Weggebruikers kunnen vanaf 1 januari 2013 beschikken over nog actuelere routeplanners en navigatiesystemen. Vanaf deze datum worden verkeersbesluiten elektronisch bekendgemaakt in de Staatscourant. Belangrijke wegaanpassingen kunnen zo sneller worden doorgevoerd door aanbieders van routeplanners en navigatiesystemen.

Op 19 januari 2013 wordt de Derde Rijbewijsrichtlijn ingevoerd. Met deze richtlijn worden de regels rondom rijbewijzen in Europa grotendeels gelijkgeschakeld en krijgt de hele Europese Unie één rijbewijs op creditcardformaat. Dit rijbewijs vervangt de verschillende modellen voor het rijbewijs die nu in de Europese Unie bestaan en is beter beveiligd tegen fraude. Met de nieuwe regels worden nieuwe rijbewijscategorieën geïntroduceerd voor motor, vrachtwagen en bus en wordt de geldigheidsduur voor de rijbewijscategorieën C (vrachtwagen) en D (bus) teruggebracht van 10 naar 5 jaar. De rijbewijscategorie B voor de personenauto blijft grotendeels hetzelfde als voorheen. Mensen die op 19 januari 2013 al een rijbewijs hebben, behouden hun rechten.

Plattelandswoningen

De Wet plattelandswoningen treedt op 1 januari 2013 in werking. Hiermee wordt het mogelijk dat niet-agrariërs in een voormalige agrarische bedrijfswoning kunnen wonen zonder dat dat gevolgen heeft voor de milieueisen die aan het bijbehorende agrarische bedrijf worden gesteld. Ook wordt voortaan de planologische status van gebouwen bepalend voor de mate van milieubescher­ming. Waarvoor een gebouw feitelijk wordt gebruikt, is dan niet langer van belang. Hiermee wordt de vitaliteit van het platteland bevorderd zonder de bedrijfsvoering van het bijbehorende agrarische bedrijf te belemmeren. Het is het gemeentebestuur om te beslissen of een woning wordt aangewezen als plattelandswoning.

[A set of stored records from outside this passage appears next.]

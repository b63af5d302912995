//! Projection of timelines onto their intervals.

use crate::interval::{Interval, IntervalReader};
use crate::resolve::FilterFn;

/// Lazily pairs every usable event of `timelines` with its interval.
///
/// Timelines are walked in argument order. Events rejected by `filter` or
/// without a usable interval are skipped; nothing is raised.
pub(crate) fn project_pairs<'a, E>(
    reader: &'a IntervalReader<E>,
    filter: Option<&'a FilterFn<E>>,
    timelines: &'a [&'a [E]],
) -> impl Iterator<Item = (Interval, &'a E)> + 'a {
    timelines
        .iter()
        .flat_map(|timeline| timeline.iter())
        .filter(move |&event| filter.is_none_or(|keep| keep(event)))
        .filter_map(move |event| match reader.read(event) {
            Ok(interval) => Some((interval, event)),
            Err(reason) => {
                tracing::trace!(%reason, "skipping event without a usable interval");
                None
            }
        })
}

Wijzigingen Activiteitbesluit

Vanaf 1 januari worden 6 bedrijfstakken (de rubber- en kunststofindustrie, voedingsmiddelenindustrie, een deel grafische industrie, betonindustrie, binnenschietbanen, en bedrijven voor onderhoud, reinigen en repareren van spoorvoertuigen) in het Activiteitenbesluit ondergebracht. Het gaat om circa 3.280 bedrijven. Met de wijziging wordt de bestaande vergunningplicht per bedrijf vervangen door algemene regels voor de gehele bedrijfstak of door een lichtere vergunning in combinatie met algemene regels. Dit levert een jaarlijkse lastenverlichting van €22,9 miljoen op.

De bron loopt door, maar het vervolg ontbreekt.